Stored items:
== Segment start ==
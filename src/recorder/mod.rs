use std::path::{Path, PathBuf};
use std::time::Duration;

use chrono::NaiveDateTime;

use crate::config::EffectiveStreamConfig;

pub mod lease;
mod manager;
mod recording;

pub use lease::{Lease, LeaseProbe, LeaseStore};
pub use manager::RecordingManager;
pub use recording::Recording;

/// Caller supplied settings for a new job. Anything left out comes from the stream config.
#[derive(Debug, Clone, Default)]
pub struct RecordOptions {
    pub output: Option<PathBuf>,
    pub format: Option<String>,
    /// Stop automatically after this long
    pub duration: Option<Duration>,
    pub video: Option<String>,
    pub audio: Option<String>,
}

/// Settings a job runs with, fixed when it starts
#[derive(Debug, Clone, PartialEq, Eq)]
pub struct RecordConfig {
    pub output: PathBuf,
    pub format: String,
    pub duration: Option<Duration>,
    pub video: String,
    pub audio: String,
}

impl RecordConfig {
    /// Fill in `options` from the stream's effective settings.
    ///
    /// The format is the requested one, else the one implied by the output extension,
    /// else the stream default. Without an output path one is generated from the
    /// stream's templates at `now`.
    pub fn resolve(
        options: &RecordOptions,
        stream: &EffectiveStreamConfig,
        base: &Path,
        now: &NaiveDateTime,
    ) -> Self {
        let format = options
            .format
            .clone()
            .filter(|f| !f.is_empty())
            .or_else(|| {
                options
                    .output
                    .as_deref()
                    .and_then(storage::format_from_extension)
                    .map(str::to_string)
            })
            .unwrap_or_else(|| stream.format.clone());

        let output = options.output.clone().unwrap_or_else(|| {
            storage::recording_path(
                base,
                &stream.path_template,
                &stream.filename_template,
                &stream.stream,
                now,
                storage::extension_for_format(&format),
            )
        });

        Self {
            output,
            format,
            duration: options.duration.filter(|d| !d.is_zero()),
            video: options
                .video
                .clone()
                .filter(|v| !v.is_empty())
                .unwrap_or_else(|| stream.video.clone()),
            audio: options
                .audio
                .clone()
                .filter(|a| !a.is_empty())
                .unwrap_or_else(|| stream.audio.clone()),
        }
    }
}

#[cfg(test)]
mod tests {
    use super::*;
    use crate::config::RecordingConfig;
    use chrono::NaiveDate;

    fn now() -> NaiveDateTime {
        NaiveDate::from_ymd_opt(2024, 6, 1)
            .unwrap()
            .and_hms_opt(8, 0, 0)
            .unwrap()
    }

    #[test]
    fn test_generated_output() {
        let cfg = RecordingConfig::default();
        let job = RecordConfig::resolve(
            &RecordOptions::default(),
            &cfg.resolve("cam"),
            Path::new("/rec"),
            &now(),
        );
        assert_eq!(
            job.output,
            PathBuf::from("/rec/2024/06/01/cam/cam_2024-06-01_08-00-00.mp4")
        );
        assert_eq!(job.format, "mp4");
        assert_eq!(job.video, "copy");
        assert_eq!(job.duration, None);
    }

    #[test]
    fn test_format_from_output_extension() {
        let cfg = RecordingConfig::default();
        let options = RecordOptions {
            output: Some(PathBuf::from("/tmp/clip.mkv")),
            duration: Some(Duration::from_secs(30)),
            audio: Some("aac".to_string()),
            ..Default::default()
        };
        let job = RecordConfig::resolve(&options, &cfg.resolve("cam"), Path::new("/rec"), &now());
        assert_eq!(job.format, "matroska");
        assert_eq!(job.output, PathBuf::from("/tmp/clip.mkv"));
        assert_eq!(job.audio, "aac");
        assert_eq!(job.duration, Some(Duration::from_secs(30)));
    }

    #[test]
    fn test_generated_extension_follows_format() {
        let cfg = RecordingConfig::default();
        let options = RecordOptions {
            format: Some("mpegts".to_string()),
            ..Default::default()
        };
        let job = RecordConfig::resolve(&options, &cfg.resolve("cam"), Path::new("/rec"), &now());
        assert_eq!(job.output.extension().unwrap(), "ts");
    }
}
== Segment end ==
• _Requirement_: From the opening line of the data above through the line that contains "when it starts", please print each line as it stands and only those lines.

• _Exercise result_:
filename src/recorder/mod.rs
use std::path::{Path, PathBuf};
use std::time::Duration;

use chrono::NaiveDateTime;

use crate::config::EffectiveStreamConfig;

pub mod lease;
mod manager;
mod recording;

pub use lease::{Lease, LeaseProbe, LeaseStore};
pub use manager::RecordingManager;
pub use recording::Recording;

/// Caller supplied settings for a new job. Anything left out comes from the stream config.
#[derive(Debug, Clone, Default)]
pub struct RecordOptions {
    pub output: Option<PathBuf>,
    pub format: Option<String>,
    /// Stop automatically after this long
    pub duration: Option<Duration>,
    pub video: Option<String>,
    pub audio: Option<String>,
}

/// Settings a job runs with, fixed when it starts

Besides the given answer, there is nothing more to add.